Wu Chuanyu

Personal information
- Native name: 吴传玉
- National team: Republic of China (1948) Indonesia (1951) China (1952–1954)
- Born: Wu Chuanyu 21 August 1928 Salatiga, Central Java, Dutch East Indies
- Died: 28 October 1954 (aged 26) Mount Sivukha, Krasnoyarsk Krai, Russian SFSR, USSR

Sport
- Sport: Swimming
- Strokes: backstroke, freestyle

= Wu Chuanyu =

Chinese swimmer (1928–1954)

Wu Chuanyu (吴传玉 (吳傳玉, Wú Chuányù)) (21 August 1928 - 28 October 1954) was an Indonesian-born Chinese swimmer who competed in the Summer Olympic Games in 1948 and 1952. In his second Games, he became the first competitor for the People's Republic of China in Olympic history.

==Biography==
Wu was born in Salatiga, Central Java, Dutch East Indies (now Indonesia) on August 21, 1928, the son of immigrants from Fujian, a coastal province of southeastern China. He swam from an early age, playing as a child on the riverside of Surakarta. In 1941, at the age of 13, he performed beyond all expectations at an important swimming competition in Indonesia, setting a new Indonesian record for the 200 metre butterfly and beating the Dutch champion.

Wu was one of the 26 competitors—and the lone swimmer—representing the Republic of China at the 1948 Summer Olympics in London. Wu swam in the heats of the men's 100 metre freestyle, finishing fifth in his heat with the 32nd fastest time overall (1:03.5).

In the fall of 1951, at the age of 23, Wu represented Indonesia at the 3rd World Festival of Youth and Students in East Berlin, winning a silver medal in the 100 metre backstroke, with a time of 1:12.8.
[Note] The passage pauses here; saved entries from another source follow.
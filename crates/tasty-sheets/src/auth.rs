use std::path::PathBuf;

use google_sheets4::oauth2::{self, authenticator::Authenticator};
use google_sheets4::{hyper, hyper_rustls};

use tasty_core::{Error, Result};

pub type Connector = hyper_rustls::HttpsConnector<hyper::client::HttpConnector>;

/// Where the service-account key comes from.
#[derive(Clone, Debug, PartialEq, Eq)]
pub enum CredentialSource {
    /// The key JSON itself was put in the environment.
    Inline(String),
    /// Path to a key file on disk.
    File(PathBuf),
}

impl CredentialSource {
    pub fn from_env_value(raw: &str) -> Self {
        let trimmed = raw.trim();
        if trimmed.starts_with('{') {
            Self::Inline(trimmed.to_string())
        } else {
            Self::File(PathBuf::from(trimmed))
        }
    }

    async fn read_key(&self) -> Result<oauth2::ServiceAccountKey> {
        match self {
            Self::Inline(json) => oauth2::parse_service_account_key(json).map_err(|e| {
                Error::Config(format!(
                    "GOOGLE_SHEET_CREDENTIALS is not a valid service account key: {e}"
                ))
            }),
            Self::File(path) => oauth2::read_service_account_key(path).await.map_err(|e| {
                Error::Config(format!(
                    "could not read service account key at '{}': {e}",
                    path.display()
                ))
            }),
        }
    }
}

pub fn http_client() -> hyper::Client<Connector> {
    hyper::Client::builder().build(
        hyper_rustls::HttpsConnectorBuilder::new()
            .with_native_roots()
            .https_or_http()
            .enable_http1()
            .build(),
    )
}

pub async fn authenticator(
    source: &CredentialSource,
    client: hyper::Client<Connector>,
) -> Result<Authenticator<Connector>> {
    let secret = source.read_key().await?;

    oauth2::ServiceAccountAuthenticator::with_client(secret, client)
        .build()
        .await
        .map_err(|e| Error::External(format!("could not create an authenticator: {e}")))
}

#[cfg(test)]
mod tests {
    use super::*;

    #[test]
    fn json_blob_is_inline_and_anything_else_is_a_path() {
        assert_eq!(
            CredentialSource::from_env_value("  {\"type\": \"service_account\"} "),
            CredentialSource::Inline("{\"type\": \"service_account\"}".to_string())
        );
        assert_eq!(
            CredentialSource::from_env_value("tasty-service-acct-creds.json"),
            CredentialSource::File(PathBuf::from("tasty-service-acct-creds.json"))
        );
    }

    #[tokio::test]
    async fn malformed_inline_key_is_a_config_error() {
        let src = CredentialSource::from_env_value("{not json");
        assert!(matches!(src.read_key().await, Err(Error::Config(_))));
    }

    #[tokio::test]
    async fn missing_key_file_is_a_config_error() {
        let src = CredentialSource::File(PathBuf::from("/nonexistent/tasty-creds.json"));
        let err = src.read_key().await.unwrap_err();
        assert!(err.to_string().contains("/nonexistent/tasty-creds.json"));
    }
}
At the 1952 Summer Olympics in Helsinki, Wu was part of the 40-member delegation from the People's Republic of China. The government decided to send the Olympic team only one day prior to the opening ceremonies, and the basketball and football teams arrived too late to compete, making Wu the only competitor for China at those Games.
Wu swam in the heats of the men's 100 metre backstroke on July 30, and finished fifth in his heat with the 28th fastest time overall (1:12.3).

In August 1953, Wu competed at the 4th World Festival of Youth and Students in Bucharest, Romania. He won the 100 metre backstroke with a time of 1:06.4. His victory was so unexpected that the swimming organizers did not have a recording of the Chinese national anthem and had to borrow one from the athletics organizers. This medal ceremony was the first time that the flag of the People's Republic of China was raised at an international sporting event.

In 1954, Wu and the entire Chinese swimming team was sent to Budapest, Hungary to receive training. While in Budapest, Wu attended the 12th World Student Games.

==Death==

Wu returned to China, where he attended the first National People's Congress. After the conclusion of the Congress, Wu died in an airplane crash on 28 October 1954 midnight in Krasnoyarsk Krai, Soviet Union, at the age of 26 while traveling to Budapest to resume his training. The flight was from Beijing to Moscow with multiple stops in between with different flight numbers. The plane flew into the side of Mount Sivukha. On board were nine foreign passengers (the other eight were 4 Poles and 4 Cypriots). For years after his death, his skills were extolled by Chinese Communist Party chairman Mao Zedong.